Supergirl: Season 2 Episode 10 review – We Can Be Heroes
This review contains spoilers.
Although Supergirl has several outstanding central characters, including Kara, it doesn’t always hold outstanding villains, nor outstanding side-heroes. This episode suffered a little for the simple fact that it focused so heavily on two of those sub-par elements; a poor villain (Livewire) and a tiresome hero who has had all too much focus this season (James as Guardian). All of this was buffered with some interesting M’gann content and also some more narrative footfall concerning Mon El’s development as a hero and as a potential love interest.
The title of the episode is not only a reference to James and Mon El, but also to Winn, in his desire to no longer “just be stuck behind a computer.” James and Winn’s views are easy to sympathise with; most of us would jump at the chance to be a hero if we knew we could do it. Therefore, Kara’s stance might appear to be a rather selfish when looked at from a broad perspective, but I would argue instead that her concern is of extremely sound judgement. Both James and Winn are human, without powers, and are therefore placing themselves in the way of extreme danger or even death.
As crazy as Livewire is, she delivered a very wise line this week, about James and Mon El being “little boys who think they can do a better job than the woman who’s an actual superhero.” It’s a line brimming full of female empowerment which also relates to current, real life views that women should be the way forward politically. ‘The future is female’ is the slogan on so many a sign, during so many a protest of late. The “little boy” in Livewire’s line could easily be applied to Donald Trump, who holds no political experience, and the “woman who’s an actual superhero” could have been Hillary Clinton, who held substantial political experience.
Although Wonder Woman is a completely different heroine to Supergirl (the bondage-style, lasso-like lead image is coincidence, I promise), it should not be forgotten that when William Moulton Marsten created Wonder Woman, it with with the firm belief that women are better than men; he believed that they hold more capacity for goodness and are therefore more suited to positions of power. Similarly, one could argue that Supergirl is not only superior to James and Mon El in physical strength, but that she is also perhaps better placed to carry the responsibilities of power, due to the finer qualities of her gender. Kara is still learning the superhero playbook herself, but I would argue that Marsten’s hypothesis about women bears as much relevance here as it would in any Wonder Woman venture, and it’s an interesting supposition to ponder.
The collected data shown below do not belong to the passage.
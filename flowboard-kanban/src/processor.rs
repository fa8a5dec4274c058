//! Operation processor
//!
//! Runs commands against a [`BoardContext`]. Mutations are serialized through
//! the board lock and recorded in the activity log, failures included.
//! Read-only commands run without either.

use crate::context::BoardContext;
use crate::error::{KanbanError, Result};
use crate::log::LogEntry;
use crate::operation::Execute;
use serde::Serialize;
use serde_json::Value;
use std::time::Instant;

/// Executes operations and keeps the activity log
#[derive(Debug, Clone, Default)]
pub struct KanbanOperationProcessor {
    actor: Option<String>,
}

impl KanbanOperationProcessor {
    /// Processor without actor attribution
    pub fn new() -> Self {
        Self::default()
    }

    /// Processor that attributes every logged entry to `actor`
    pub fn with_actor(actor: impl Into<String>) -> Self {
        Self {
            actor: Some(actor.into()),
        }
    }

    pub fn actor(&self) -> Option<&str> {
        self.actor.as_deref()
    }

    /// Execute one operation
    pub async fn process<O>(&self, operation: &O, ctx: &BoardContext) -> Result<Value>
    where
        O: Execute<BoardContext, KanbanError> + Serialize,
    {
        let op = operation.op_string();

        if !operation.is_mutation() {
            tracing::debug!(op = %op, "executing read-only operation");
            return operation.execute(ctx).await;
        }

        let _lock = ctx.lock().await?;
        let started = Instant::now();
        let result = operation.execute(ctx).await;
        let duration_ms = u64::try_from(started.elapsed().as_millis()).unwrap_or(u64::MAX);

        match &result {
            Ok(_) => tracing::info!(op = %op, duration_ms, "operation completed"),
            Err(e) => tracing::warn!(op = %op, duration_ms, error = %e, "operation failed"),
        }

        let input = serde_json::to_value(operation).unwrap_or(Value::Null);
        let entry = LogEntry::record(op, input, &result, self.actor.clone(), duration_ms);
        if let Err(e) = ctx.append_activity(&entry).await {
            tracing::warn!("Failed to write activity log: {}", e);
        }

        result
    }
}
If you’re going to lean heavily on side characters, I would argue that you need stronger characters than the ones used here. Livewire has always come across as a little annoying to me, I think due to the way in which Brit Morgan plays her (or is perhaps asked to play her). In this episode Livewire veered quickly from loathing Kara and wanting to see her fry, to being comfortable enough to ally herself temporarily with Kara, which for me was a bit to strong of a leap. The Guardian plot with James is another longstanding issue for me. I still hold the view that (from a writing point of view) not every character needs to be turned into a superhero and that turning James into one is a considerable misstep, given how sub-par Guardian is.
The saving grace of this episode for me was the Martian sub plot between J’onn and M’gann, which although traversed prior to now, was very welcome, because this was the first time that J’onn truly and openly forgave her. This ,combined with the interesting use of a memory as a flashback and J’onn’s physical show of affection and support and this rounded off the M’gann arc nicely. If M’gann sticks around a regular character then it’s clear that J’onn and her can now move past the history that they share with one another. And given that next week’s episode is titled ‘The Martian Chronicles’ (in a nod to Ray Bradbury), it appears as though M’gann isn’t going anywhere just yet.
The romantic honesty from Mon El upon the episode’s close was refreshing due to its intenseness. Kara actually went out of her way to remove her glasses during his talk, signifying that she’s not only looking him in the eyes without any barriers, but also that she’s fully placing her Danvers persona aside and talking to him wholly as Kara Zor El, alien to alien. Where Kara often deflects any awkward conversations with smiles, her manner was deadly serious here, because she knew that he was pouring his heart out and she knew that her feelings didn’t quite match his.
That doesn’t mean there isn’t hope for these two (just look at the way Alex and Maggie swung around to a positive outcome) and I do suspect that part of the reason for introducing Mon El into the show was to provide Kara with a good looking and similarly alien love interest. Where such a love focus might be the ruin of other shows, this particular coupling feels natural and weaved into the writing just well enough that it doesn’t feel like forced mushiness.
Although these James and co have “always been heroes” to Kara, I’d rather that they stuck to what they do best; helping Kara from afar and staying out of harm’s way. If they continue to pursue their superhero goals regardless, then I fear this show just might pull a death out of the bag, which would viewers hard and Kara harder. If the show focused less on Guardian, then it might have more time for characters like Kal El himself, or even just a clearer runway on which to continue developing Mon El.